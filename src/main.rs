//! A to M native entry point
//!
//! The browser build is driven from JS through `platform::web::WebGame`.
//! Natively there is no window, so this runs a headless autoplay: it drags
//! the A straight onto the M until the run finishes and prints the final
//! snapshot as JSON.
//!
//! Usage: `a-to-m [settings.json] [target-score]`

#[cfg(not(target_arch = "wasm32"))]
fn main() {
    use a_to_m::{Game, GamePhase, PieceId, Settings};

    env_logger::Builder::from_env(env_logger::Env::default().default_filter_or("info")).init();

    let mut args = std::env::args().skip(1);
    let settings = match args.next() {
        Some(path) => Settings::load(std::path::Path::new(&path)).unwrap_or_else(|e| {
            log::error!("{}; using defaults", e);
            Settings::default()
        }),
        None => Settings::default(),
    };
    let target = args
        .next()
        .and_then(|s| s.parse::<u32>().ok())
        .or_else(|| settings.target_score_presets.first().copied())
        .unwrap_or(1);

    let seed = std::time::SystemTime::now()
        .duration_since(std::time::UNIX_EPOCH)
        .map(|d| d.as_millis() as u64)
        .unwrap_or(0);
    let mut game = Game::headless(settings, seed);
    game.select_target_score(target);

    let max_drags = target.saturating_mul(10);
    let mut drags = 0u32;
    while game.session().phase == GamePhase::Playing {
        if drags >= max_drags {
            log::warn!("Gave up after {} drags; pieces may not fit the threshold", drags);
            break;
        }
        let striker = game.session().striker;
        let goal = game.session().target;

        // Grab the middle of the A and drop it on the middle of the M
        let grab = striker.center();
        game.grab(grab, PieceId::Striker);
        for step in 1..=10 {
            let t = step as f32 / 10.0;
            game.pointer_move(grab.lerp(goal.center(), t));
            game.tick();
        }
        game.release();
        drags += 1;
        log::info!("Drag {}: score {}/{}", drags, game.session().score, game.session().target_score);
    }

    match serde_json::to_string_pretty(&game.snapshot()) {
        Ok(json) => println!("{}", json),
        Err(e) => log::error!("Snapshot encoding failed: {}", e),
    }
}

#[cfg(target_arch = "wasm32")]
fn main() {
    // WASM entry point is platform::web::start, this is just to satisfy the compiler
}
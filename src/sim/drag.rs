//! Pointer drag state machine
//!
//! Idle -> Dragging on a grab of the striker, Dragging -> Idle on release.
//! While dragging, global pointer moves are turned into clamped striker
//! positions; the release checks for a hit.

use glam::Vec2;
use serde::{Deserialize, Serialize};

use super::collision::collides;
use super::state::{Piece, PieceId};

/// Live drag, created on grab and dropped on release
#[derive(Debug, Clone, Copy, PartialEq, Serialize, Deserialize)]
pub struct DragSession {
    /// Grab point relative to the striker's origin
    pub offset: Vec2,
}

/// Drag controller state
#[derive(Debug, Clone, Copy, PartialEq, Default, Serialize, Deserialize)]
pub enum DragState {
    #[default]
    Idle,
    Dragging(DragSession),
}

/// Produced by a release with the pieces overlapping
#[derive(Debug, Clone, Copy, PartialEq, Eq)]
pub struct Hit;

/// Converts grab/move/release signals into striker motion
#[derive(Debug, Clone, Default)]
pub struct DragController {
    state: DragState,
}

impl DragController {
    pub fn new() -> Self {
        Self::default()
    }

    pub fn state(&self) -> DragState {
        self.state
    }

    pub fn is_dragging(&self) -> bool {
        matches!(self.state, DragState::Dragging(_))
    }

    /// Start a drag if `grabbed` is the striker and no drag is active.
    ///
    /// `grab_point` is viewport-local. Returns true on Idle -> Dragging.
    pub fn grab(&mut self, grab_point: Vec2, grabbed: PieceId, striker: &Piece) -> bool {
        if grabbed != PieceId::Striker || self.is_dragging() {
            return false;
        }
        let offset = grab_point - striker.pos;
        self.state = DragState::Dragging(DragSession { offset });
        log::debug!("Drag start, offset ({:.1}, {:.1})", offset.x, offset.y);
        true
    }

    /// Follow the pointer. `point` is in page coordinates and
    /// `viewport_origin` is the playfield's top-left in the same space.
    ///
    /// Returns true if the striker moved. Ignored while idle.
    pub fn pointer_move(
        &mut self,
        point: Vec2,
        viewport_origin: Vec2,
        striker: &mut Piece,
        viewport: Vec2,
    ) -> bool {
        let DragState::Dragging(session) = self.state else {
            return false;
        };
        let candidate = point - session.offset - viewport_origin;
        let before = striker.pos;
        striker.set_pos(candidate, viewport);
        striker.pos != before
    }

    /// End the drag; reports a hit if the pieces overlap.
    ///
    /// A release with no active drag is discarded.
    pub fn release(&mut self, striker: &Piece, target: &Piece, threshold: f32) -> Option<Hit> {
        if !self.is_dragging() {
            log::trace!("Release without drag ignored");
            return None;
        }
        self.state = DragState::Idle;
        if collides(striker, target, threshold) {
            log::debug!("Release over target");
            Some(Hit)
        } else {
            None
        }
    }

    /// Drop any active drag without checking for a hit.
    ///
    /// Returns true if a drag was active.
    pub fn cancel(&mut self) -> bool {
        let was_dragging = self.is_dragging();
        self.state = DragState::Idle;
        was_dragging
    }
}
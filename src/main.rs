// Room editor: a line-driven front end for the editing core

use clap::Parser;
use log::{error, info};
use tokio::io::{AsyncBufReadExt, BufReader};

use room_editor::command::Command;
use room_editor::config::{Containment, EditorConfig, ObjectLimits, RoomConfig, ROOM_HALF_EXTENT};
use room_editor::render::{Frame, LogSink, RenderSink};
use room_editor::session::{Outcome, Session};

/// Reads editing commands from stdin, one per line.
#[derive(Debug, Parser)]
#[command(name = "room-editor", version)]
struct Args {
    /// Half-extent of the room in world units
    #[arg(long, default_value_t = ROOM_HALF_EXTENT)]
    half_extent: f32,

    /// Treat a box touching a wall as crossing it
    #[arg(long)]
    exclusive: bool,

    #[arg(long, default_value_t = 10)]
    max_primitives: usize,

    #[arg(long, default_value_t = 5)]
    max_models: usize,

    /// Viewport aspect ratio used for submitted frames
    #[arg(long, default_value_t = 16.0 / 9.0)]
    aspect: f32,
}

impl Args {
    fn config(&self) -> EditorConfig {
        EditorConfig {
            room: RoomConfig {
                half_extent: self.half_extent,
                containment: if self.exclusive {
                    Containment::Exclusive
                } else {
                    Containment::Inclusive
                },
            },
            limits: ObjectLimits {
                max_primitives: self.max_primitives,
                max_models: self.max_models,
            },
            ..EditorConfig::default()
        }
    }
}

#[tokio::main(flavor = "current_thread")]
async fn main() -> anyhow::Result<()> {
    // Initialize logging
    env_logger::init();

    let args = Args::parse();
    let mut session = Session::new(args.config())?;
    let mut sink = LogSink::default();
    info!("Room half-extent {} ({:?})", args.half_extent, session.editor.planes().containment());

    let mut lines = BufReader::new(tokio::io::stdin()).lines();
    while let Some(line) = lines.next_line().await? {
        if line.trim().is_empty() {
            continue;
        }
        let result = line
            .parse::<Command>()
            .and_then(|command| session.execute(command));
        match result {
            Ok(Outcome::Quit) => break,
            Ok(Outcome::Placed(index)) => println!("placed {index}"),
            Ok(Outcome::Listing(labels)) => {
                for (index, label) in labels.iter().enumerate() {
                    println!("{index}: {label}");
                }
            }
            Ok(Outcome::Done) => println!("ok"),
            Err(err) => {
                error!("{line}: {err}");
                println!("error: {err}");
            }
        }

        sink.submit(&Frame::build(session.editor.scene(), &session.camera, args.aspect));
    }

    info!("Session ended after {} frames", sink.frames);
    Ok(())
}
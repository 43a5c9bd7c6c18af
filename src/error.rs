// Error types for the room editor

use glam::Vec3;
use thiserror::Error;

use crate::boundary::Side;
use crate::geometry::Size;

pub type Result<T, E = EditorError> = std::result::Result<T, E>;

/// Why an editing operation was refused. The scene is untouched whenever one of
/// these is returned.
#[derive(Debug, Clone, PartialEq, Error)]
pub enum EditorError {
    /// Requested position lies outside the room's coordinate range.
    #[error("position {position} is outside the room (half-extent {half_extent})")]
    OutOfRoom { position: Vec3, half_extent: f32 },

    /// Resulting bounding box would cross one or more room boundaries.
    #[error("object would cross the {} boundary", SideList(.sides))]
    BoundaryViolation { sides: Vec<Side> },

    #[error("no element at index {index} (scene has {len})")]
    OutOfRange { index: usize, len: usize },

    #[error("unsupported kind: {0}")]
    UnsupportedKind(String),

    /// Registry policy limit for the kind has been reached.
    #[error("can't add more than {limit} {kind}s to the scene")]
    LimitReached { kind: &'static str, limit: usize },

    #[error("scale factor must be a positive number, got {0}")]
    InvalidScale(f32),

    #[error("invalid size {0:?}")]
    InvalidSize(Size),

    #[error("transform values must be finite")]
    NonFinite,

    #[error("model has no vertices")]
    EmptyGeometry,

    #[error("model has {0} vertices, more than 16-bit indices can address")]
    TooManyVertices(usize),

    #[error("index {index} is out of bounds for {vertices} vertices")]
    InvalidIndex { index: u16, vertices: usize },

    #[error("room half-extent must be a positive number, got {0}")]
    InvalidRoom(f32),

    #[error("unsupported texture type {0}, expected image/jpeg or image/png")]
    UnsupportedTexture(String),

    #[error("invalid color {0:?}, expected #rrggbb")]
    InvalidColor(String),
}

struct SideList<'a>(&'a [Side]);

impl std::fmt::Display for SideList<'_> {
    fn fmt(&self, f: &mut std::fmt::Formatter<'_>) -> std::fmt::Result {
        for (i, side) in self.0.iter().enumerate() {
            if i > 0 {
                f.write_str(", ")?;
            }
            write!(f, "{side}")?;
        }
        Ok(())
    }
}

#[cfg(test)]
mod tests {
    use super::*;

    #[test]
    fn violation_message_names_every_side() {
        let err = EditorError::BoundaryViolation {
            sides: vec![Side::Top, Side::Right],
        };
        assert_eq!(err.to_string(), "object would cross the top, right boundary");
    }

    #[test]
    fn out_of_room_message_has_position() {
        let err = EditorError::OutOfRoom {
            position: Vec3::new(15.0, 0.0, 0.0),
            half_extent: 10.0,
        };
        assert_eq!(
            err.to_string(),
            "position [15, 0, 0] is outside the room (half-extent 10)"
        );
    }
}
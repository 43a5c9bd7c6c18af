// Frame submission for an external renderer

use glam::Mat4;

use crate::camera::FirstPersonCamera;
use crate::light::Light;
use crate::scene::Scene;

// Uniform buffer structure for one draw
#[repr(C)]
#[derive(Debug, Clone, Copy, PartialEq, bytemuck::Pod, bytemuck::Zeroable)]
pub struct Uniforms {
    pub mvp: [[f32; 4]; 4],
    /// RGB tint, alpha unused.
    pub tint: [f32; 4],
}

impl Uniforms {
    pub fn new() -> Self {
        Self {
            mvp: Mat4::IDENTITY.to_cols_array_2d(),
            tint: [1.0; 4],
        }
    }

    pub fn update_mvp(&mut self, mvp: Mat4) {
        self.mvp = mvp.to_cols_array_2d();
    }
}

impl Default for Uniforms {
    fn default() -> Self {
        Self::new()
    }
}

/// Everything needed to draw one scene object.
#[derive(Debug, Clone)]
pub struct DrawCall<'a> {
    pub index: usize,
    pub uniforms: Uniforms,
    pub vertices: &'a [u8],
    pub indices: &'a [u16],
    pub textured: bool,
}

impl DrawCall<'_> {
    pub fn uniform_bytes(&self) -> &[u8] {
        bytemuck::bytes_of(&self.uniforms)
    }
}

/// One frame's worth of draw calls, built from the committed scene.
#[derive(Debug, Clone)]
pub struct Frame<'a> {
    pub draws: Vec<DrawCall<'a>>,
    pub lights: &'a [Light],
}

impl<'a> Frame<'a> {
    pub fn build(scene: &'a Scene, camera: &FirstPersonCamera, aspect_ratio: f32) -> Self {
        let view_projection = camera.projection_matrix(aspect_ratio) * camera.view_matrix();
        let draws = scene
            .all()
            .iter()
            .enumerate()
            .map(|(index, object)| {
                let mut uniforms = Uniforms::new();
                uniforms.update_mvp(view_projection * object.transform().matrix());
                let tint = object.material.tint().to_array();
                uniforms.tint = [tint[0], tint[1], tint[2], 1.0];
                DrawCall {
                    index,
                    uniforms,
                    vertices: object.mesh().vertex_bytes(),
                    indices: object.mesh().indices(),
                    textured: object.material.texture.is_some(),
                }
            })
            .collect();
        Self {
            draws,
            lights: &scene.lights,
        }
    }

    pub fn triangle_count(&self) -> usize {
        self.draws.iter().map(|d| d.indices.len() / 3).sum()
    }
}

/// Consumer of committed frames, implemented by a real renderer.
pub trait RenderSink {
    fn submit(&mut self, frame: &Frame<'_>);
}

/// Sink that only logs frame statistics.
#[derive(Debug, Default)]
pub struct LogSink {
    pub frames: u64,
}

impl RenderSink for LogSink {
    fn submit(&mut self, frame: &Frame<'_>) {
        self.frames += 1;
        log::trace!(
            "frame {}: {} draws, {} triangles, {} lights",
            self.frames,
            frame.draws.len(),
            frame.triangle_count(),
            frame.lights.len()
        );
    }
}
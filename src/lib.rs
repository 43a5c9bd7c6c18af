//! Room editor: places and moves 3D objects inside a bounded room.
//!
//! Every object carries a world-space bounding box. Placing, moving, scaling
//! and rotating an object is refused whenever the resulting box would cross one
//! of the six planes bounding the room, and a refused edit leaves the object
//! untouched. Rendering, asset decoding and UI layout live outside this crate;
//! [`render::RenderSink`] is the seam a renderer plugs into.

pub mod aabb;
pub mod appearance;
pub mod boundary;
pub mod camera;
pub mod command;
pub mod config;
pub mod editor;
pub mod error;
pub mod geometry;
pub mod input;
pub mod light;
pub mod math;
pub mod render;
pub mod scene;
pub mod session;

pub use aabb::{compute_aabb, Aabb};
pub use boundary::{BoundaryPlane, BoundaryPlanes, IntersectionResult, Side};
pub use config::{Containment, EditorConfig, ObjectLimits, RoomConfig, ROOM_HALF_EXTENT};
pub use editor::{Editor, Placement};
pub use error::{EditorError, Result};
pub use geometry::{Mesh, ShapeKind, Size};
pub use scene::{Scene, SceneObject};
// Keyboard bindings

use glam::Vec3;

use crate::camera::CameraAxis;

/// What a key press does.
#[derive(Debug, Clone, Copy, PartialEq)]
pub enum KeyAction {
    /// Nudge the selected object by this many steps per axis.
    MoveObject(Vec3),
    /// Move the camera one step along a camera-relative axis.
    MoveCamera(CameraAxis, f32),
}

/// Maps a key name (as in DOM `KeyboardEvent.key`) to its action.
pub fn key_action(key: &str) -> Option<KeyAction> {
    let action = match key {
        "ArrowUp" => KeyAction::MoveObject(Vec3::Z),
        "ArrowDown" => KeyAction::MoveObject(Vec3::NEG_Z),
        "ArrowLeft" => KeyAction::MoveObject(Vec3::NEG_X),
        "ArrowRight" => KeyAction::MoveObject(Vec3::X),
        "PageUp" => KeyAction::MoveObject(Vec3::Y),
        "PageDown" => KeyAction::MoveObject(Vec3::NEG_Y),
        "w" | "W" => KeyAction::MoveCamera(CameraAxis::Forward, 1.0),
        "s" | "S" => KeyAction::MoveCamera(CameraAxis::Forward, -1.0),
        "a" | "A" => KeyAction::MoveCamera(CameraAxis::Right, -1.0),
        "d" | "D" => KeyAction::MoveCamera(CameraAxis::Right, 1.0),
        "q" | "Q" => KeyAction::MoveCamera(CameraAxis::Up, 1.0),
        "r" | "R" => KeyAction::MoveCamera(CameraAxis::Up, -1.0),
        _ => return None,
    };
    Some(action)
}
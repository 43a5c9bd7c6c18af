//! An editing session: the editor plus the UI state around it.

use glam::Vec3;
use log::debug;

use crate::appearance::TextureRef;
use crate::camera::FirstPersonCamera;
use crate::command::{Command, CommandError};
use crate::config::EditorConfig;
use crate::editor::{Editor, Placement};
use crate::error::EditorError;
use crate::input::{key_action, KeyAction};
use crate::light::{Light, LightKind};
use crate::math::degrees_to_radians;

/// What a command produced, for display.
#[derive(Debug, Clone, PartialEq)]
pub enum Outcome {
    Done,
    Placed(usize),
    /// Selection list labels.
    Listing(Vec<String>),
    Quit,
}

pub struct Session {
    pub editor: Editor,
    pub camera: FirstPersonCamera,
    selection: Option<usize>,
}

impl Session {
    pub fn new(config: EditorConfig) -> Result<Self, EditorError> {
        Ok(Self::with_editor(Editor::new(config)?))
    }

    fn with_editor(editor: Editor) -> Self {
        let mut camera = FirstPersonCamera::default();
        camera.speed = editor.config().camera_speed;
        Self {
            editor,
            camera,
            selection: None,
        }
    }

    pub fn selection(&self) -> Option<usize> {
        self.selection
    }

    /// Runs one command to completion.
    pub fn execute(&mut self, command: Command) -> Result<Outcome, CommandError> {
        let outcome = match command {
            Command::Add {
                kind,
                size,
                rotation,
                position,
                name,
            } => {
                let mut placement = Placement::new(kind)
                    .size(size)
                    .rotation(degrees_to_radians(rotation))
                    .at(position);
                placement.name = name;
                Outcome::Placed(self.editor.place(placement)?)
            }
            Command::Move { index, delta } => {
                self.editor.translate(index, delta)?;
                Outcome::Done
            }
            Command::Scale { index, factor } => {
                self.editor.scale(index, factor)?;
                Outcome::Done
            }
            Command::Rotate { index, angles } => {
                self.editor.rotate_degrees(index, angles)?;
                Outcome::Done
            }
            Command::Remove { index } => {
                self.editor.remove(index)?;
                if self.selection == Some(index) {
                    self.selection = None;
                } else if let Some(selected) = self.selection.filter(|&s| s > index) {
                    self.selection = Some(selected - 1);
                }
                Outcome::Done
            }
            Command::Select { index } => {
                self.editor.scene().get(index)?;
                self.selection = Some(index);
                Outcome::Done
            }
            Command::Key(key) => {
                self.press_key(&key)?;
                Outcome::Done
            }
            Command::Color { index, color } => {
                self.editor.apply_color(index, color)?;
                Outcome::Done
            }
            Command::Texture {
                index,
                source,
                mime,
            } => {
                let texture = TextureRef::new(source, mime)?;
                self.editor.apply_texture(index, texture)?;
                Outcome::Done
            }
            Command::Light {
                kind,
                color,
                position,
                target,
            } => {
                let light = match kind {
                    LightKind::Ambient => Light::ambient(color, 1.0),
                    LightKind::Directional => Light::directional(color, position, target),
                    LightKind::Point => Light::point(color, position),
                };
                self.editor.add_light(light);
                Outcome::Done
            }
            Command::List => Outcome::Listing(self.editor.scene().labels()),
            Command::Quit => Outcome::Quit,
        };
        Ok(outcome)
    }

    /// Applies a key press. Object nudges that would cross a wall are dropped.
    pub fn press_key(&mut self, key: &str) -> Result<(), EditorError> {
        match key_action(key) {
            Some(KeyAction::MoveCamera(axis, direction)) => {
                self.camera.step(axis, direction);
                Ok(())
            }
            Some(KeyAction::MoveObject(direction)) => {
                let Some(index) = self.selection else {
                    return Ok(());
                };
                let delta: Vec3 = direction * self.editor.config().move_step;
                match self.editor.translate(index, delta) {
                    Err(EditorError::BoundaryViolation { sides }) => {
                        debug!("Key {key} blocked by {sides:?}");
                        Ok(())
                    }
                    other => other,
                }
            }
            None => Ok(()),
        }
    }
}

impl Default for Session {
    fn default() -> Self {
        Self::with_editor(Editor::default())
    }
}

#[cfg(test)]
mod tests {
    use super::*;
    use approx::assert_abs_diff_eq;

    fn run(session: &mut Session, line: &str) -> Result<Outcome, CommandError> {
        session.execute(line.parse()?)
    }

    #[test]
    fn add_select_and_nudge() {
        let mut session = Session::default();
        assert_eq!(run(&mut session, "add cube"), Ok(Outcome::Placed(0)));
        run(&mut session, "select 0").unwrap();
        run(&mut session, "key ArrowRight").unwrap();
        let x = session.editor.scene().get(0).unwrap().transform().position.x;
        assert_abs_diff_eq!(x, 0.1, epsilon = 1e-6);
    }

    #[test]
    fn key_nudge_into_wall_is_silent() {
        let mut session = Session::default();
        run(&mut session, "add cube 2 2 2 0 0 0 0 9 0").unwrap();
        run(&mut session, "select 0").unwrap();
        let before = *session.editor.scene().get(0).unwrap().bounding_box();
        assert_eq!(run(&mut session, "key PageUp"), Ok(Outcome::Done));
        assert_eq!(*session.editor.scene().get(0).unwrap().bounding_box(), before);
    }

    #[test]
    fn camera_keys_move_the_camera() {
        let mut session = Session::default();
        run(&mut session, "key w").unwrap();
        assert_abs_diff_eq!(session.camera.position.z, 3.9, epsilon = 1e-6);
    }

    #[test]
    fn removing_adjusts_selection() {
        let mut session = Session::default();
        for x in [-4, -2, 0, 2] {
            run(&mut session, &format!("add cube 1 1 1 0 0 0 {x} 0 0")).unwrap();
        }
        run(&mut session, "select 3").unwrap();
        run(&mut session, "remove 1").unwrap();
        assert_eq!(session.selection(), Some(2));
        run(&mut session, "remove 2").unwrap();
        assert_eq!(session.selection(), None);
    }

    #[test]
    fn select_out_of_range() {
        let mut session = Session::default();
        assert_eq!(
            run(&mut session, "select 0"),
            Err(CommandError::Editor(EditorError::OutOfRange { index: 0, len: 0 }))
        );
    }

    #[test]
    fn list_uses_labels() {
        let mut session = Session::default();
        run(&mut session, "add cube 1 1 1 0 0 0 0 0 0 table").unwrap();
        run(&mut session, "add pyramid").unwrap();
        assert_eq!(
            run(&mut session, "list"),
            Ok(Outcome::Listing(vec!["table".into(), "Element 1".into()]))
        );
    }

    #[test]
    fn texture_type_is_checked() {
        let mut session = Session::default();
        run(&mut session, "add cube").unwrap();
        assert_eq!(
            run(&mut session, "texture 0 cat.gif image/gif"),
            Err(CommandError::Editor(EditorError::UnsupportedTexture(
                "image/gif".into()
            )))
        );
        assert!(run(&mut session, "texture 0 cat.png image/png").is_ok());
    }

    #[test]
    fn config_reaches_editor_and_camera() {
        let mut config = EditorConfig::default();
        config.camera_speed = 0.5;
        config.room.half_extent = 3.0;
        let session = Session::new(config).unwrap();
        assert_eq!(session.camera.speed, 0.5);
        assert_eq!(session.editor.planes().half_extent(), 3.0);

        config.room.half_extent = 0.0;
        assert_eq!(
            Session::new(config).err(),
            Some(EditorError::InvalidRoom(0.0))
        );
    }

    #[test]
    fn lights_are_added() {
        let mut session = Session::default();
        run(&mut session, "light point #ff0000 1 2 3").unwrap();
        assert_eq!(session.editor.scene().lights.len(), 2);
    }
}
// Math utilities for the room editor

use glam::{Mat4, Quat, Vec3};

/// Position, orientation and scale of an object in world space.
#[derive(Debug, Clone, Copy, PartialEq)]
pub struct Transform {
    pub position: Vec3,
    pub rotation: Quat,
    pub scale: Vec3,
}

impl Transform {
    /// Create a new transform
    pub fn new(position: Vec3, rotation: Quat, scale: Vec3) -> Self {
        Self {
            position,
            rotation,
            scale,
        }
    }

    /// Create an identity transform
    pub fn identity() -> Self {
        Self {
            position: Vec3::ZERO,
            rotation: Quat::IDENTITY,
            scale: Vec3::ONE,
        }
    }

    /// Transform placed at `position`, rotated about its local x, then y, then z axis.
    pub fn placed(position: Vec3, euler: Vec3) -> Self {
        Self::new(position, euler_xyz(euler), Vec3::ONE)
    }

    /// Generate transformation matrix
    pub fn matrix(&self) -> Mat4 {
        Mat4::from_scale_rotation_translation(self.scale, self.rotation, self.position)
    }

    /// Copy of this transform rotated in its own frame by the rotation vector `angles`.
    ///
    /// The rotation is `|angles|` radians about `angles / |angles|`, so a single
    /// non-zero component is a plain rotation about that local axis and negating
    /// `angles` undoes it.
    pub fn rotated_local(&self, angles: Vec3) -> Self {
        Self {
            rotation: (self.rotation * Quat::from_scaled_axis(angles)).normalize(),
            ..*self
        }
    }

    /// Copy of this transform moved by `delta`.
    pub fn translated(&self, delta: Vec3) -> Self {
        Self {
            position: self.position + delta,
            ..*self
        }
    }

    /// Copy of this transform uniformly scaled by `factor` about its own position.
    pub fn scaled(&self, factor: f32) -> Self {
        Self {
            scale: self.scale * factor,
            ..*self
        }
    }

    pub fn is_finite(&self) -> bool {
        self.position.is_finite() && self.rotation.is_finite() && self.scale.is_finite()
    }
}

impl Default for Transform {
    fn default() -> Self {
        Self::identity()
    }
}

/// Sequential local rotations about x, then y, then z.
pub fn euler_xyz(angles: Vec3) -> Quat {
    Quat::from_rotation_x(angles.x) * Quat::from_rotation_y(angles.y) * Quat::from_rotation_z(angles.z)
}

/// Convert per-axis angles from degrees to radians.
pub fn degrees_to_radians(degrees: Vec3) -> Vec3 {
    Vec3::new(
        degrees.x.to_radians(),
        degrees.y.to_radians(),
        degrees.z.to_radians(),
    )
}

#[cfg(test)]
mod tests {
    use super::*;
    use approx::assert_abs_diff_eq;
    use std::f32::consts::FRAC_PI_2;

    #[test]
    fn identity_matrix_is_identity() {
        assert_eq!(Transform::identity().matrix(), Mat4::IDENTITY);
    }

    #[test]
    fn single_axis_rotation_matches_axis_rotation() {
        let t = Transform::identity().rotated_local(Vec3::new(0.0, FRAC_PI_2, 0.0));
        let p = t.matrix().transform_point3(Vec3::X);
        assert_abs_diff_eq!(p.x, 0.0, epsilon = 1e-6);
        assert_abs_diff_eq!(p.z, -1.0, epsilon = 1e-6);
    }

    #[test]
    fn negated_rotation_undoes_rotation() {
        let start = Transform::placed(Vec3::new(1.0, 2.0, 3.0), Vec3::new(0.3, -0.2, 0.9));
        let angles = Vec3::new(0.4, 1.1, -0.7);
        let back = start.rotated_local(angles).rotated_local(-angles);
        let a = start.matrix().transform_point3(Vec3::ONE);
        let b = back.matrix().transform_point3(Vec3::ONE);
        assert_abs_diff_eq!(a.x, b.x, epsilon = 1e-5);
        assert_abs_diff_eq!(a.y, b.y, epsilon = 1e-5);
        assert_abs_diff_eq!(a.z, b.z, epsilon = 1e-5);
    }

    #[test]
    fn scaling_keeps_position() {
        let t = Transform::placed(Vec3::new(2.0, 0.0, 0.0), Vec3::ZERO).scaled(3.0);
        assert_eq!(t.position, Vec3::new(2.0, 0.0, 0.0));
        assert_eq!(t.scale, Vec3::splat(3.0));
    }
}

## Task objective
Gather all lines from the listing above in which "back" occurs.

## Output
        let back = start.rotated_local(angles).rotated_local(-angles);
        let b = back.matrix().transform_point3(Vec3::ONE);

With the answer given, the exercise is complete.